Work required:
Could you copy, exactly as written, every line from the first line of the records through the one containing "fn now() ->"?

Start of Block

use chrono::{DateTime, Duration, TimeZone, Utc};
use pretty_assertions::assert_eq;
use uuid::Uuid;
use vocab_core::{Word, WordSheet};
use vocab_store::{ExportData, ExportSheet, ExportWord, ImportSummary, SqliteStore};

fn now() -> DateTime<Utc> {
    Utc.with_ymd_and_hms(2026, 1, 14, 9, 0, 0).unwrap()
}

fn open(dir: &tempfile::TempDir, name: &str) -> SqliteStore {
    let store = SqliteStore::open(&dir.path().join(name)).unwrap();
    store.init().unwrap();
    store
}

#[test]
fn export_then_import_into_empty_store() {
    let _ = env_logger::builder().is_test(true).try_init();
    let dir = tempfile::tempdir().unwrap();
    let source = open(&dir, "source.db");

    let sheet = WordSheet::new("Unit 3", now());
    source.insert_sheet(&sheet).unwrap();
    let mut reviewed = Word::new("meticulous", "very careful", now()).in_sheet(sheet.id);
    reviewed.learned = true;
    reviewed.review_count = 2;
    reviewed.last_reviewed = Some(now() + Duration::days(1));
    source.insert_word(&reviewed).unwrap();
    source
        .insert_word(&Word::new("loose", "not firmly fixed", now() + Duration::seconds(1)))
        .unwrap();

    let path = dir.path().join("backup.json");
    source.export().unwrap().write_to(&path).unwrap();

    let target = open(&dir, "target.db");
    let summary = target.import(&ExportData::read_from(&path).unwrap()).unwrap();
    assert_eq!(
        summary,
        ImportSummary {
            sheets_added: 1,
            sheets_renamed: 0,
            words_added: 2,
            words_skipped: 0,
        }
    );
    assert_eq!(target.load_all_words().unwrap(), source.load_all_words().unwrap());
    assert_eq!(target.list_sheets().unwrap(), vec![sheet]);

    // Importing the same file again changes nothing but sheet names.
    let again = target.import(&ExportData::read_from(&path).unwrap()).unwrap();
    assert_eq!(again.words_added, 0);
    assert_eq!(again.words_skipped, 2);
    assert_eq!(again.sheets_renamed, 1);
}

#[test]
fn import_renames_known_sheets_and_remaps_bad_ids() {
    let dir = tempfile::tempdir().unwrap();
    let store = open(&dir, "words.db");
    let sheet = WordSheet::new("old name", now());
    store.insert_sheet(&sheet).unwrap();

    let data = ExportData {
        sheets: vec![
            ExportSheet {
                id: sheet.id.to_string(),
                name: "new name".to_string(),
                created_at: 1_768_381_200.0,
            },
            ExportSheet {
                id: "not-a-uuid".to_string(),
                name: "imported".to_string(),
                created_at: 1_768_381_200.5,
            },
        ],
        words: vec![ExportWord {
            id: "also-not-a-uuid".to_string(),
            term: "quell".to_string(),
            definition: "to put an end to".to_string(),
            part_of_speech: "v.".to_string(),
            pronunciation: String::new(),
            example: String::new(),
            example_translation: String::new(),
            learned: false,
            review_count: 0,
            last_reviewed: None,
            created_at: 1_768_381_200.0,
            sheet_id: Some("not-a-uuid".to_string()),
        }],
    };

    let summary = store.import(&data).unwrap();
    assert_eq!(summary.sheets_renamed, 1);
    assert_eq!(summary.sheets_added, 1);
    assert_eq!(summary.words_added, 1);

    let sheets = store.list_sheets().unwrap();
    let imported = sheets.iter().find(|s| s.name == "imported").unwrap();
    assert!(sheets.iter().any(|s| s.id == sheet.id && s.name == "new name"));

    let words = store.load_all_words().unwrap();
    assert_eq!(words.len(), 1);
    assert_ne!(words[0].id, Uuid::nil());
    assert_eq!(words[0].sheet_id, Some(imported.id));
}

#[test]
fn malformed_json_is_rejected() {
    assert!(ExportData::from_json("{\"words\": 3}").is_err());
}
use thiserror::Error;
use vocab_core::StoreError;

pub type DbResult<T> = Result<T, DbError>;

#[derive(Debug, Error)]
pub enum DbError {
    #[error(transparent)]
    Sqlite(#[from] rusqlite::Error),
    #[error(transparent)]
    Io(#[from] std::io::Error),
    #[error("invalid export file: {0}")]
    Json(#[from] serde_json::Error),
    #[error("invalid config file: {0}")]
    TomlRead(#[from] toml::de::Error),
    #[error("could not write config file: {0}")]
    TomlWrite(#[from] toml::ser::Error),
    #[error("{0}")]
    Config(String),
}

impl From<DbError> for StoreError {
    fn from(err: DbError) -> Self {
        StoreError::Backend(Box::new(err))
    }
}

End of Block

Result of this exercise:
use chrono::{DateTime, Duration, TimeZone, Utc};
use pretty_assertions::assert_eq;
use uuid::Uuid;
use vocab_core::{Word, WordSheet};
use vocab_store::{ExportData, ExportSheet, ExportWord, ImportSummary, SqliteStore};

fn now() -> DateTime<Utc> {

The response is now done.